### EXERCISE DIRECTIONS:
A faithful copy of all the data below, please; leave no line out.

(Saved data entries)
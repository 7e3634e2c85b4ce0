use egui::{Rect, Vec2};

use crate::error::DockError;
use crate::mdi::{MdiLayoutManager, MdiState, MdiWindow, ResizeDirection, TileMode};
use crate::model::{DockKind, DockOperation, DockTree, DockableId, DocumentLayout};

use super::DockManager;

fn is_mdi_dock<C>(tree: &DockTree<C>, dock: DockableId) -> bool {
    tree.container(dock).is_some_and(|c| {
        matches!(
            c.kind,
            DockKind::Document {
                layout: DocumentLayout::Mdi
            }
        )
    })
}

/// The MDI document dock holding `document`.
fn mdi_owner<C>(tree: &DockTree<C>, document: DockableId) -> Result<DockableId, DockError> {
    if !tree.contains(document) {
        return Err(DockError::MissingDockable(document));
    }
    tree.owner(document)
        .filter(|&owner| is_mdi_dock(tree, owner))
        .filter(|&owner| tree.container(owner).is_some_and(|c| c.index_of(document).is_some()))
        .ok_or(DockError::OperationNotAllowed {
            operation: DockOperation::None,
            target: Some(document),
        })
}

fn mdi_windows<C>(tree: &DockTree<C>, dock: DockableId) -> Vec<MdiWindow> {
    tree.content_children(dock)
        .into_iter()
        .filter_map(|id| tree.get(id).map(|d| MdiWindow::new(id, d.mdi)))
        .collect()
}

/// Local size of an MDI dock, from its last arranged bounds.
fn container_size<C>(tree: &DockTree<C>, dock: DockableId) -> Result<Vec2, DockError> {
    tree.get(dock)
        .and_then(|d| d.bounds.visible)
        .map(|r| r.size())
        .filter(|s| crate::mdi::is_valid_size(*s))
        .ok_or(DockError::InvalidGeometry)
}

fn set_state<C>(tree: &mut DockTree<C>, document: DockableId, state: MdiState) {
    if let Some(d) = tree.get_mut(document) {
        d.mdi.state = state;
    }
}

impl<B, M: MdiLayoutManager> DockManager<B, M> {
    /// Makes `document` the active MDI document and puts it on top of the z-order.
    ///
    /// # Errors
    /// `document` must be a child of an MDI document dock.
    pub fn activate_mdi_document<C>(&self, tree: &mut DockTree<C>, document: DockableId) -> Result<(), DockError> {
        let dock = mdi_owner(tree, document)?;
        tree.focus(document)?;
        self.raise(tree, dock, document);
        Ok(())
    }

    /// Rewrites dense z-indices of `dock` with `document` on top.
    pub(super) fn raise<C>(&self, tree: &mut DockTree<C>, dock: DockableId, document: DockableId) {
        let windows = mdi_windows(tree, dock);
        let z = self.mdi.update_z_order(&windows, Some(document));
        for (window, z_index) in windows.iter().zip(z) {
            if let Some(d) = tree.get_mut(window.id) {
                d.mdi.z_index = z_index;
            }
        }
    }

    /// Raises `document` when it was just placed into an MDI dock.
    pub(super) fn raise_if_mdi<C>(&self, tree: &mut DockTree<C>, document: DockableId) {
        if let Some(dock) = tree.owner(document)
            && is_mdi_dock(tree, dock)
        {
            self.raise(tree, dock, document);
        }
    }

    /// # Errors
    /// `document` must be a child of an MDI document dock.
    pub fn minimize_mdi_document<C>(&self, tree: &mut DockTree<C>, document: DockableId) -> Result<(), DockError> {
        mdi_owner(tree, document)?;
        set_state(tree, document, MdiState::Minimized);
        log::debug!("minimized {document}");
        Ok(())
    }

    /// Maximizes `document`; any other maximized document of the dock goes back to normal.
    ///
    /// # Errors
    /// `document` must be a child of an MDI document dock.
    pub fn maximize_mdi_document<C>(&self, tree: &mut DockTree<C>, document: DockableId) -> Result<(), DockError> {
        let dock = mdi_owner(tree, document)?;
        for other in tree.content_children(dock) {
            if other != document && tree.get(other).is_some_and(|d| d.mdi.state == MdiState::Maximized) {
                set_state(tree, other, MdiState::Normal);
            }
        }
        set_state(tree, document, MdiState::Maximized);
        self.activate_mdi_document(tree, document)?;
        log::debug!("maximized {document}");
        Ok(())
    }

    /// # Errors
    /// `document` must be a child of an MDI document dock.
    pub fn restore_mdi_document<C>(&self, tree: &mut DockTree<C>, document: DockableId) -> Result<(), DockError> {
        mdi_owner(tree, document)?;
        set_state(tree, document, MdiState::Normal);
        self.activate_mdi_document(tree, document)?;
        log::debug!("restored {document} to normal");
        Ok(())
    }

    /// Cascades every non-minimized document of an MDI dock.
    ///
    /// # Errors
    /// `dock` must be an MDI document dock that has been arranged at a valid size.
    pub fn cascade_mdi_documents<C>(&self, tree: &mut DockTree<C>, dock: DockableId) -> Result<(), DockError> {
        self.rearrange(tree, dock, |mdi, windows, size| mdi.cascade(windows, size))
    }

    /// Tiles every non-minimized document of an MDI dock.
    ///
    /// # Errors
    /// `dock` must be an MDI document dock that has been arranged at a valid size.
    pub fn tile_mdi_documents<C>(
        &self,
        tree: &mut DockTree<C>,
        dock: DockableId,
        mode: TileMode,
    ) -> Result<(), DockError> {
        self.rearrange(tree, dock, |mdi, windows, size| mdi.tile(windows, size, mode))
    }

    fn rearrange<C>(
        &self,
        tree: &mut DockTree<C>,
        dock: DockableId,
        layout: impl FnOnce(&M, &[MdiWindow], Vec2) -> Vec<(DockableId, Rect)>,
    ) -> Result<(), DockError> {
        if !is_mdi_dock(tree, dock) {
            return Err(DockError::NotAContainer(dock));
        }
        let size = container_size(tree, dock)?;
        let windows = mdi_windows(tree, dock);
        for (id, bounds) in layout(&self.mdi, &windows, size) {
            if let Some(d) = tree.get_mut(id) {
                d.mdi.bounds = bounds;
                d.mdi.state = MdiState::Normal;
            }
        }
        Ok(())
    }

    /// Moves a document to where an interactive drag from `start` by `delta` lands, snapped.
    ///
    /// # Errors
    /// `document` must be a child of an MDI document dock that has been arranged.
    pub fn drag_mdi_document<C>(
        &self,
        tree: &mut DockTree<C>,
        document: DockableId,
        start: Rect,
        delta: Vec2,
    ) -> Result<Rect, DockError> {
        let dock = mdi_owner(tree, document)?;
        let size = container_size(tree, dock)?;
        let windows = mdi_windows(tree, dock);
        let bounds = self.mdi.drag_bounds(document, start, delta, size, &windows);
        if let Some(d) = tree.get_mut(document) {
            d.mdi.bounds = bounds;
        }
        Ok(bounds)
    }

    /// Resizes a document the way an interactive resize from `start` by `delta` ends up.
    ///
    /// # Errors
    /// `document` must be a child of an MDI document dock that has been arranged.
    pub fn resize_mdi_document<C>(
        &self,
        tree: &mut DockTree<C>,
        document: DockableId,
        start: Rect,
        delta: Vec2,
        direction: ResizeDirection,
    ) -> Result<Rect, DockError> {
        let dock = mdi_owner(tree, document)?;
        let size = container_size(tree, dock)?;
        let windows = mdi_windows(tree, dock);
        let bounds = self
            .mdi
            .resize_bounds(document, start, delta, direction, size, &windows);
        if let Some(d) = tree.get_mut(document) {
            d.mdi.bounds = bounds;
        }
        Ok(bounds)
    }
}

### RESULT OF THE EXERCISE:
repository 7e3634e2c85b4ce0
use egui::{Rect, Vec2};

use crate::error::DockError;
use crate::mdi::{MdiLayoutManager, MdiState, MdiWindow, ResizeDirection, TileMode};
use crate::model::{DockKind, DockOperation, DockTree, DockableId, DocumentLayout};

use super::DockManager;

fn is_mdi_dock<C>(tree: &DockTree<C>, dock: DockableId) -> bool {
    tree.container(dock).is_some_and(|c| {
        matches!(
            c.kind,
            DockKind::Document {
                layout: DocumentLayout::Mdi
            }
        )
    })
}

/// The MDI document dock holding `document`.
fn mdi_owner<C>(tree: &DockTree<C>, document: DockableId) -> Result<DockableId, DockError> {
    if !tree.contains(document) {
        return Err(DockError::MissingDockable(document));
    }
    tree.owner(document)
        .filter(|&owner| is_mdi_dock(tree, owner))
        .filter(|&owner| tree.container(owner).is_some_and(|c| c.index_of(document).is_some()))
        .ok_or(DockError::OperationNotAllowed {
            operation: DockOperation::None,
            target: Some(document),
        })
}

fn mdi_windows<C>(tree: &DockTree<C>, dock: DockableId) -> Vec<MdiWindow> {
    tree.content_children(dock)
        .into_iter()
        .filter_map(|id| tree.get(id).map(|d| MdiWindow::new(id, d.mdi)))
        .collect()
}

/// Local size of an MDI dock, from its last arranged bounds.
fn container_size<C>(tree: &DockTree<C>, dock: DockableId) -> Result<Vec2, DockError> {
    tree.get(dock)
        .and_then(|d| d.bounds.visible)
        .map(|r| r.size())
        .filter(|s| crate::mdi::is_valid_size(*s))
        .ok_or(DockError::InvalidGeometry)
}

fn set_state<C>(tree: &mut DockTree<C>, document: DockableId, state: MdiState) {
    if let Some(d) = tree.get_mut(document) {
        d.mdi.state = state;
    }
}

impl<B, M: MdiLayoutManager> DockManager<B, M> {
    /// Makes `document` the active MDI document and puts it on top of the z-order.
    ///
    /// # Errors
    /// `document` must be a child of an MDI document dock.
    pub fn activate_mdi_document<C>(&self, tree: &mut DockTree<C>, document: DockableId) -> Result<(), DockError> {
        let dock = mdi_owner(tree, document)?;
        tree.focus(document)?;
        self.raise(tree, dock, document);
        Ok(())
    }

    /// Rewrites dense z-indices of `dock` with `document` on top.
    pub(super) fn raise<C>(&self, tree: &mut DockTree<C>, dock: DockableId, document: DockableId) {
        let windows = mdi_windows(tree, dock);
        let z = self.mdi.update_z_order(&windows, Some(document));
        for (window, z_index) in windows.iter().zip(z) {
            if let Some(d) = tree.get_mut(window.id) {
                d.mdi.z_index = z_index;
            }
        }
    }

    /// Raises `document` when it was just placed into an MDI dock.
    pub(super) fn raise_if_mdi<C>(&self, tree: &mut DockTree<C>, document: DockableId) {
        if let Some(dock) = tree.owner(document)
            && is_mdi_dock(tree, dock)
        {
            self.raise(tree, dock, document);
        }
    }

    /// # Errors
    /// `document` must be a child of an MDI document dock.
    pub fn minimize_mdi_document<C>(&self, tree: &mut DockTree<C>, document: DockableId) -> Result<(), DockError> {
        mdi_owner(tree, document)?;
        set_state(tree, document, MdiState::Minimized);
        log::debug!("minimized {document}");
        Ok(())
    }

    /// Maximizes `document`; any other maximized document of the dock goes back to normal.
    ///
    /// # Errors
    /// `document` must be a child of an MDI document dock.
    pub fn maximize_mdi_document<C>(&self, tree: &mut DockTree<C>, document: DockableId) -> Result<(), DockError> {
        let dock = mdi_owner(tree, document)?;
        for other in tree.content_children(dock) {
            if other != document && tree.get(other).is_some_and(|d| d.mdi.state == MdiState::Maximized) {
                set_state(tree, other, MdiState::Normal);
            }
        }
        set_state(tree, document, MdiState::Maximized);
        self.activate_mdi_document(tree, document)?;
        log::debug!("maximized {document}");
        Ok(())
    }

    /// # Errors
    /// `document` must be a child of an MDI document dock.
    pub fn restore_mdi_document<C>(&self, tree: &mut DockTree<C>, document: DockableId) -> Result<(), DockError> {
        mdi_owner(tree, document)?;
        set_state(tree, document, MdiState::Normal);
        self.activate_mdi_document(tree, document)?;
        log::debug!("restored {document} to normal");
        Ok(())
    }

    /// Cascades every non-minimized document of an MDI dock.
    ///
    /// # Errors
    /// `dock` must be an MDI document dock that has been arranged at a valid size.
    pub fn cascade_mdi_documents<C>(&self, tree: &mut DockTree<C>, dock: DockableId) -> Result<(), DockError> {
        self.rearrange(tree, dock, |mdi, windows, size| mdi.cascade(windows, size))
    }

    /// Tiles every non-minimized document of an MDI dock.
    ///
    /// # Errors
    /// `dock` must be an MDI document dock that has been arranged at a valid size.
    pub fn tile_mdi_documents<C>(
        &self,
        tree: &mut DockTree<C>,
        dock: DockableId,
        mode: TileMode,
    ) -> Result<(), DockError> {
        self.rearrange(tree, dock, |mdi, windows, size| mdi.tile(windows, size, mode))
    }

    fn rearrange<C>(
        &self,
        tree: &mut DockTree<C>,
        dock: DockableId,
        layout: impl FnOnce(&M, &[MdiWindow], Vec2) -> Vec<(DockableId, Rect)>,
    ) -> Result<(), DockError> {
        if !is_mdi_dock(tree, dock) {
            return Err(DockError::NotAContainer(dock));
        }
        let size = container_size(tree, dock)?;
        let windows = mdi_windows(tree, dock);
        for (id, bounds) in layout(&self.mdi, &windows, size) {
            if let Some(d) = tree.get_mut(id) {
                d.mdi.bounds = bounds;
                d.mdi.state = MdiState::Normal;
            }
        }
        Ok(())
    }

    /// Moves a document to where an interactive drag from `start` by `delta` lands, snapped.
    ///
    /// # Errors
    /// `document` must be a child of an MDI document dock that has been arranged.
    pub fn drag_mdi_document<C>(
        &self,
        tree: &mut DockTree<C>,
        document: DockableId,
        start: Rect,
        delta: Vec2,
    ) -> Result<Rect, DockError> {
        let dock = mdi_owner(tree, document)?;
        let size = container_size(tree, dock)?;
        let windows = mdi_windows(tree, dock);
        let bounds = self.mdi.drag_bounds(document, start, delta, size, &windows);
        if let Some(d) = tree.get_mut(document) {
            d.mdi.bounds = bounds;
        }
        Ok(bounds)
    }

    /// Resizes a document the way an interactive resize from `start` by `delta` ends up.
    ///
    /// # Errors
    /// `document` must be a child of an MDI document dock that has been arranged.
    pub fn resize_mdi_document<C>(
        &self,
        tree: &mut DockTree<C>,
        document: DockableId,
        start: Rect,
        delta: Vec2,
        direction: ResizeDirection,
    ) -> Result<Rect, DockError> {
        let dock = mdi_owner(tree, document)?;
        let size = container_size(tree, dock)?;
        let windows = mdi_windows(tree, dock);
        let bounds = self
            .mdi
            .resize_bounds(document, start, delta, direction, size, &windows);
        if let Some(d) = tree.get_mut(document) {
            d.mdi.bounds = bounds;
        }
        Ok(bounds)
    }
}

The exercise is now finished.